▶ **Exercise requirements**:
The answer is every line in the data below that contains the word "match".

┌─ The records

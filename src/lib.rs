// src/lib.rs

pub mod config;
pub mod error;
pub mod handlers;
pub mod models;
pub mod report;
pub mod routes;
pub mod services;
pub mod state;
pub mod store;

pub use routes::create_router;
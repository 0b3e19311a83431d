// src/report/pdf.rs

use printpdf::{BuiltinFont, IndirectFontRef, Line, Mm, PdfDocument, PdfLayerReference, Point};

use crate::{
    error::AppError,
    report::layout::{Align, DrawCommand, Layout, Weight},
};

const MM_PER_PT: f32 = 25.4 / 72.0;

/// Rough Helvetica advance width in ems. The builtin fonts carry no metrics
/// we can query, so centred text is positioned from this estimate.
fn average_advance(weight: Weight) -> f32 {
    match weight {
        Weight::Normal => 0.52,
        Weight::Bold => 0.56,
    }
}

/// Estimated rendered width of `text` in millimetres.
pub fn text_width(text: &str, size: f32, weight: Weight) -> f32 {
    text.chars().count() as f32 * size * average_advance(weight) * MM_PER_PT
}

/// Writes `layout` as a single-page PDF and returns the document bytes.
pub fn write_pdf(title: &str, layout: &Layout) -> Result<Vec<u8>, AppError> {
    let (doc, page, layer) =
        PdfDocument::new(title, Mm(layout.width), Mm(layout.height), "Layer 1");
    let canvas = doc.get_page(page).get_layer(layer);

    let regular = doc
        .add_builtin_font(BuiltinFont::Helvetica)
        .map_err(pdf_error)?;
    let bold = doc
        .add_builtin_font(BuiltinFont::HelveticaBold)
        .map_err(pdf_error)?;

    for command in &layout.commands {
        draw(&canvas, layout.height, command, &regular, &bold);
    }

    doc.save_to_bytes().map_err(pdf_error)
}

fn draw(
    canvas: &PdfLayerReference,
    page_height: f32,
    command: &DrawCommand,
    regular: &IndirectFontRef,
    bold: &IndirectFontRef,
) {
    // PDF space starts at the bottom-left corner.
    let point = |x: f32, y: f32| (Point::new(Mm(x), Mm(page_height - y)), false);

    match command {
        DrawCommand::Rect {
            x,
            y,
            width,
            height,
        } => canvas.add_line(Line {
            points: vec![
                point(*x, *y),
                point(x + width, *y),
                point(x + width, y + height),
                point(*x, y + height),
            ],
            is_closed: true,
        }),
        DrawCommand::Line { x1, y1, x2, y2 } => canvas.add_line(Line {
            points: vec![point(*x1, *y1), point(*x2, *y2)],
            is_closed: false,
        }),
        DrawCommand::Text {
            x,
            y,
            text,
            size,
            weight,
            align,
        } => {
            let font = match weight {
                Weight::Normal => regular,
                Weight::Bold => bold,
            };
            let left = match align {
                Align::Left => *x,
                Align::Center => x - text_width(text, *size, *weight) / 2.0,
            };
            canvas.use_text(text.as_str(), *size, Mm(left), Mm(page_height - y), font);
        }
    }
}

fn pdf_error<E: std::fmt::Debug>(err: E) -> AppError {
    AppError::InternalServerError(format!("pdf write failed: {:?}", err))
}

└─

▶ **Your solution**:
    match weight {
    match command {
            let font = match weight {
            let left = match align {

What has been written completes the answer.